I remember Steven King on NPR talking about the guy who badly injured him in a
car accident. He was frustrated that the courts were lenient, because he said
the guy continued to seem in denial about the connection between his actions
and the damage he had caused. Apparently, this guy had a history of reckless
driving (Steven King had been walking on the side of the road when he was
hit), but he continued to view these accidents as bad luck, circumstance,
things happen, and so forth. When asked what he wanted to see from the courts,
Steven King said he wasn't looking for vengeance, but he wanted to see the guy
placed into a situation where he'd be forced to finally confront his actions
and fully acknowledge his role in the damage he had caused.

Now, obviously GetSatisfaction is not guilty of something as serious as
physical harm. But I still hear the same lack of introspection, the same
denial, that I think Steve King was referring to. They are still calling this
a "learning experience", an "error", something to "discuss and improve on."
Their tone alternates between defensive, accusatory, and chirpy.

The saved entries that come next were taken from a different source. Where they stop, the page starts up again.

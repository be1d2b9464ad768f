//! Configuration scalars of layers and networks.
//!
//! Together with the flat parameter buffer (`parameters()` on a network)
//! this is everything needed to persist and restore a model.
//!
//! ```json
//! {
//!   "kind": "rnn",
//!   "loss": "negative_log_likelihood",
//!   "rho": 5,
//!   "layers": [
//!     { "type": "linear", "input": 1, "output": 10 },
//!     { "type": "lstm", "input": 10, "output": 3 },
//!     { "type": "log_soft_max" }
//!   ]
//! }
//! ```

use std::{fs, path::Path};

use serde::{Deserialize, Serialize};

use crate::{
    Activation, AddBias, AlphaDropout, BatchNorm, Constant, ConvGeometry, Convolution, Dropout,
    DynActivationFunction, FlexibleRelu, Gating, Gru, HardTanh, Initialization, Join, Layer,
    LayerNorm, LeakyRelu, Linear, LinearNoBias, LogSoftMax, Lookup, Loss, Lstm, Merge, MergeKind,
    MultiplyConstant, Result, Select, Sequential, TransposedConvolution,
};

#[derive(Debug, Clone, PartialEq, Serialize, Deserialize)]
#[serde(tag = "type", rename_all = "snake_case")]
pub enum LayerConfig {
    Activation {
        function: String,
    },
    LeakyRelu {
        #[serde(default = "default_leaky_alpha")]
        alpha: f64,
    },
    HardTanh {
        #[serde(default = "default_hard_min")]
        min: f64,
        #[serde(default = "default_hard_max")]
        max: f64,
    },
    FlexibleRelu {
        #[serde(default)]
        alpha: f64,
    },
    LogSoftMax,
    Constant {
        size: usize,
        value: f64,
    },
    MultiplyConstant {
        scalar: f64,
    },
    Add {
        size: usize,
    },
    Linear {
        input: usize,
        output: usize,
    },
    LinearNoBias {
        input: usize,
        output: usize,
    },
    Lookup {
        vocabulary: usize,
        dim: usize,
    },
    Select {
        index: usize,
        #[serde(default)]
        elements: Option<usize>,
    },
    Join,
    Convolution(ConvGeometry),
    TransposedConvolution(ConvGeometry),
    Sequential {
        layers: Vec<LayerConfig>,
    },
    Concat {
        branches: Vec<LayerConfig>,
    },
    AddMerge {
        branches: Vec<LayerConfig>,
    },
    MultiplyMerge {
        branches: Vec<LayerConfig>,
    },
    Dropout {
        ratio: f64,
    },
    AlphaDropout {
        ratio: f64,
    },
    BatchNorm {
        size: usize,
        #[serde(default = "default_epsilon")]
        epsilon: f64,
        #[serde(default)]
        momentum: Option<f64>,
    },
    LayerNorm {
        size: usize,
        #[serde(default = "default_epsilon")]
        epsilon: f64,
    },
    Lstm(RecurrentConfig),
    FastLstm(RecurrentConfig),
    Gru(RecurrentConfig),
}

/// Shape of a recurrent cell.
#[derive(Debug, Clone, Copy, PartialEq, Eq, Serialize, Deserialize)]
pub struct RecurrentConfig {
    pub input: usize,
    pub output: usize,
    /// BPTT window of the cell; `None` keeps every step.
    #[serde(default)]
    pub rho: Option<usize>,
    /// Carry hidden state across sequences.
    #[serde(default)]
    pub stateful: bool,
}

fn default_leaky_alpha() -> f64 {
    0.03
}

fn default_hard_min() -> f64 {
    -1.0
}

fn default_hard_max() -> f64 {
    1.0
}

pub(crate) fn default_epsilon() -> f64 {
    1e-8
}

#[derive(Debug, Default, Clone, Copy, PartialEq, Eq, Serialize, Deserialize)]
#[serde(rename_all = "snake_case")]
pub enum NetworkKind {
    #[default]
    Ffn,
    Rnn,
}

#[derive(Debug, Clone, PartialEq, Serialize, Deserialize)]
pub struct NetworkConfig {
    #[serde(default)]
    pub kind: NetworkKind,
    #[serde(default)]
    pub loss: Loss,
    #[serde(default)]
    pub init: Initialization,
    /// Seeds initialization and dropout masks.
    #[serde(default)]
    pub seed: u64,
    /// Number of retained time steps (RNN only); `None` keeps all.
    #[serde(default)]
    pub rho: Option<usize>,
    /// Only the last time step contributes to the loss (RNN only).
    #[serde(default)]
    pub single: bool,
    pub layers: Vec<LayerConfig>,
}

impl NetworkConfig {
    pub fn from_json(json: &str) -> Result<Self> {
        let config: Self = serde_json::from_str(json)?;
        config.init.validate()?;
        Ok(config)
    }

    pub fn to_json(&self) -> Result<String> {
        Ok(serde_json::to_string_pretty(self)?)
    }

    /// Builds every configured layer.
    pub fn build_layers(&self) -> Result<Vec<Layer>> {
        build_all(&self.layers)
    }
}

/// Loads a network configuration from a JSON file.
pub fn load_config(path: impl AsRef<Path>) -> Result<NetworkConfig> {
    let contents = fs::read_to_string(path)?;
    NetworkConfig::from_json(&contents)
}

fn build_all(configs: &[LayerConfig]) -> Result<Vec<Layer>> {
    configs.iter().map(Layer::from_config).collect()
}

impl Layer {
    /// Rebuilds a layer from its configuration scalars.
    pub fn from_config(config: &LayerConfig) -> Result<Self> {
        Ok(match config {
            LayerConfig::Activation { function } => {
                Activation::new(DynActivationFunction::from_name(function)?).into()
            }
            LayerConfig::LeakyRelu { alpha } => LeakyRelu::new(*alpha).into(),
            LayerConfig::HardTanh { min, max } => HardTanh::new(*min, *max)?.into(),
            LayerConfig::FlexibleRelu { alpha } => FlexibleRelu::new(*alpha).into(),
            LayerConfig::LogSoftMax => LogSoftMax.into(),
            LayerConfig::Constant { size, value } => Constant::new(*size, *value).into(),
            LayerConfig::MultiplyConstant { scalar } => MultiplyConstant::new(*scalar).into(),
            LayerConfig::Add { size } => AddBias::new(*size).into(),
            LayerConfig::Linear { input, output } => Linear::new(*input, *output).into(),
            LayerConfig::LinearNoBias { input, output } => {
                LinearNoBias::new(*input, *output).into()
            }
            LayerConfig::Lookup { vocabulary, dim } => Lookup::new(*vocabulary, *dim).into(),
            LayerConfig::Select { index, elements } => match elements {
                Some(elements) => Select::with_elements(*index, *elements).into(),
                None => Select::new(*index).into(),
            },
            LayerConfig::Join => Join.into(),
            LayerConfig::Convolution(geometry) => Convolution::new(*geometry)?.into(),
            LayerConfig::TransposedConvolution(geometry) => {
                TransposedConvolution::new(*geometry)?.into()
            }
            LayerConfig::Sequential { layers } => Sequential::from_layers(build_all(layers)?).into(),
            LayerConfig::Concat { branches } => {
                Merge::with_branches(MergeKind::Concat, build_all(branches)?)?.into()
            }
            LayerConfig::AddMerge { branches } => {
                Merge::with_branches(MergeKind::Add, build_all(branches)?)?.into()
            }
            LayerConfig::MultiplyMerge { branches } => {
                Merge::with_branches(MergeKind::Multiply, build_all(branches)?)?.into()
            }
            LayerConfig::Dropout { ratio } => Dropout::new(*ratio)?.into(),
            LayerConfig::AlphaDropout { ratio } => AlphaDropout::new(*ratio)?.into(),
            LayerConfig::BatchNorm {
                size,
                epsilon,
                momentum,
            } => BatchNorm::with_options(*size, *epsilon, *momentum)?.into(),
            LayerConfig::LayerNorm { size, epsilon } => {
                LayerNorm::with_epsilon(*size, *epsilon)?.into()
            }
            LayerConfig::Lstm(cell) => Lstm::from_config(*cell, Gating::Exact).into(),
            LayerConfig::FastLstm(cell) => Lstm::from_config(*cell, Gating::Fast).into(),
            LayerConfig::Gru(cell) => Gru::from_config(*cell).into(),
        })
    }
}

This shows a complete lack of introspection and self-awareness. It's alien to
most, but some people require a true legal defeat to develop introspection,
something that strips away every final defense and puts them in a position
where they have no recourse but to truly and deeply acknowledge their
behavior.

As long as 37Signals engages with these folks in a blog vs blog thing, they're
going to see this as a he said, she said, where there are good points to be
made on each side. Personally, I don't get any indication they recognize how
manipulative, deceptive, and wrong their actions really are.

------
pchristensen
I'm impressed with how Jason handled it. GS made some changes that sounded
good enough to me, but after reading this post, I'm firmly on 37signals side.
GetSatisfaction is a good idea but it's presented very deceptively and has the
potential to hurt customers as much as it helps.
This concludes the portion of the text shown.